Apart from being a major health crisis, the COVID-19 pandemic is also one of the biggest educational calamities in human history. The effect is seen not only in higher dropout rates but also in the disparity with respect to learning opportunities. The shift to online learning requires teachers and students to use personal technology devices like smartphones, laptops or tablets. Students from underprivileged backgrounds have been severely disadvantaged in this process. It is imperative to bridge this vast digital divide. If done the right way, it has the potential to provide holistic learning not just to individuals but also to entire families. Here is a story that shows how this has been achieved in a community of Navi Mumbai.

Born with speech and hearing defects, Lakshmi uses sign language to communicate with her elder sister, Pournima and their parents. Pournima is Lakshmi’s constant companion, interpreter, translator and guide.

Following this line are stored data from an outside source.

#[repr(C, packed)]
#[derive(Debug, Clone, Copy)]
struct Ext4BlockGroupDesc {
    bg_block_bitmap_lo: u32,
    bg_inode_bitmap_lo: u32,
    bg_inode_table_lo: u32,
    bg_free_blocks_count_lo: u16,
    bg_free_inodes_count_lo: u16,
    bg_used_dirs_count_lo: u16,
    bg_flags: u16,
    bg_exclude_bitmap_lo: u32,
    bg_block_bitmap_csum_lo: u16,
    bg_inode_bitmap_csum_lo: u16,
    bg_itable_unused_lo: u16,
    bg_checksum: u16,
    // 64-bit fields
    bg_block_bitmap_hi: u32,
    bg_inode_bitmap_hi: u32,
    bg_inode_table_hi: u32,
    bg_free_blocks_count_hi: u16,
    bg_free_inodes_count_hi: u16,
    bg_used_dirs_count_hi: u16,
    bg_itable_unused_hi: u16,
    bg_exclude_bitmap_hi: u32,
    bg_block_bitmap_csum_hi: u16,
    bg_inode_bitmap_csum_hi: u16,
    bg_reserved: u32,
}

#[repr(C, packed)]
#[derive(Debug, Clone, Copy)]
struct Ext4Inode {
    i_mode: u16,
    i_uid: u16,
    i_size_lo: u32,
    i_atime: u32,
    i_ctime: u32,
    i_mtime: u32,
    i_dtime: u32,
    i_gid: u16,
    i_links_count: u16,
    i_blocks_lo: u32,
    i_flags: u32,
    i_osd1: u32,
    i_block: [u32; 15], // Extent tree or direct block pointers
    i_generation: u32,
    i_file_acl_lo: u32,
    i_size_high: u32,
    i_obso_faddr: u32,
    i_osd2: [u8; 12],
    i_extra_isize: u16,
    i_checksum_hi: u16,
    i_ctime_extra: u32,
    i_mtime_extra: u32,
    i_atime_extra: u32,
    i_crtime: u32,
    i_crtime_extra: u32,
    i_version_hi: u32,
    i_projid: u32,
}

#[repr(C, packed)]
#[derive(Debug, Clone, Copy)]
struct Ext4DirEntry {
    inode: u32,
    rec_len: u16,
    name_len: u8,
    file_type: u8,
    // name: [u8; name_len] follows
}

/// Extent header
#[repr(C, packed)]
#[derive(Debug, Clone, Copy)]
struct Ext4ExtentHeader {
    eh_magic: u16,     // Magic number (0xF30A)
    eh_entries: u16,   // Number of valid entries
    eh_max: u16,       // Capacity of entries
    eh_depth: u16,     // Depth of tree (0 = leaf)
    eh_generation: u32,
}

/// Extent index (for internal nodes)
#[repr(C, packed)]
#[derive(Debug, Clone, Copy)]
struct Ext4ExtentIdx {
    ei_block: u32,    // Logical block covered by index
    ei_leaf_lo: u32,  // Physical block of next level
    ei_leaf_hi: u16,  // High 16 bits of physical block
    ei_unused: u16,
}

/// Extent (leaf node)
#[repr(C, packed)]
#[derive(Debug, Clone, Copy)]
struct Ext4Extent {
    ee_block: u32,    // First logical block
    ee_len: u16,      // Number of blocks (max 32768 for initialized)
    ee_start_hi: u16, // High 16 bits of physical block
    ee_start_lo: u32, // Low 32 bits of physical block
}

impl Ext4ExtentIdx {
    fn leaf_block(&self) -> u64 {
        (self.ei_leaf_hi as u64) << 32 | self.ei_leaf_lo as u64
    }
}

impl Ext4Extent {
    fn start_block(&self) -> u64 {
        (self.ee_start_hi as u64) << 32 | self.ee_start_lo as u64
    }

    fn block_count(&self) -> u32 {
        // If bit 15 is set, extent is uninitialized (sparse)
        let len = self.ee_len;
        if len > 32768 {
            (len - 32768) as u32
        } else {
            len as u32
        }
    }

    fn is_uninitialized(&self) -> bool {
        self.ee_len > 32768
    }
}

// ============================================================================
// Driver structures
// ============================================================================

/// Mounted ext4 filesystem (read-only)
pub struct Ext4Fs {
    device: Arc<dyn BlockDevice>,
    block_size: u32,
    blocks_per_group: u32,
    inodes_per_group: u32,
    inode_size: u16,
    groups: RwLock<Vec<Ext4BlockGroupDesc>>,
    first_data_block: u32,
    total_blocks: u64,
    total_inodes: u32,
    has_extents: bool,
    is_64bit: bool,
    desc_size: u16,
}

The girls’ mother is employed as a sanitation worker at Navi Mumbai Municipal Corporation (NMMC) and their father is a painter. Lakshmi’s parents cannot afford to send her to a school for the differently-abled and she has always studied at the local NMMC-run school, which her sister also attends.

When the lockdown was announced and schools closed down in March 2020, it marked the beginning of a tough phase for Pournima and Lakshmi. Their school was to stay shut for an indefinite period of time and, being first-generation learners, they had no means to continue their learning journey independently. Unknown to them, however, a little window of opportunity was already being opened. Being a student of class 7, Pournima was enrolled in the THINK BIG STEAM program conducted at her school by Learning Links Foundation in partnership with Amazon Web Services (AWS). Once schools closed, this program was to be offered virtually. The primary challenge was that around 50 percent of the students did not have access to smart devices.

The Learning Links Foundation team approached AWS with this pressing problem, which was depriving students of precious knowledge. The perfect solution came in the form of the AWS tablet donation drive. Tablets were gifted to those children from the THINK BIG classes who lacked digital devices for online learning. Since many students and their families were handling smart devices for the first time in their lives, an orientation session was also conducted to teach them to use the tablets effectively.

A recipient of one such device, Pournima was overjoyed to be able to participate in the online STEAM activities and continue her studies. As expected, she was a sincere student, never missing a single session. One day the program Resource Person (RP) conducting Pournima’s class spotted little Lakshmi in a corner of the screen. She was listening intently to what the RP was saying, and nodding her head now and then. Little did the RP know then that the girl was trying hard to read her lips. Taking a chance, the RP involved Lakshmi in the class, too. Initially, the RP and Lakshmi took some time to be able to communicate with each other. However, they soon caught the right rhythm. The RP found an enthusiastic and bright learner in the little girl. Thereafter, there was no looking back. With her parents’ consent, the RP included Lakshmi in the digital sessions and activities. With the use of hand gestures, facial expressions and her dear elder sister, Lakshmi embarked on her virtual learning journey.

Today, Lakshmi eagerly continues her academic pursuits. She also aspires to be a dancer. In her free time, she uses the tablet to watch online videos and is teaching herself different dance forms. The device is helping her experience a whole new world, which is not limited by physical impairments and disabilities. There’s no stopping this little ball of fire now. The world is yours, Lakshmi, conquer it!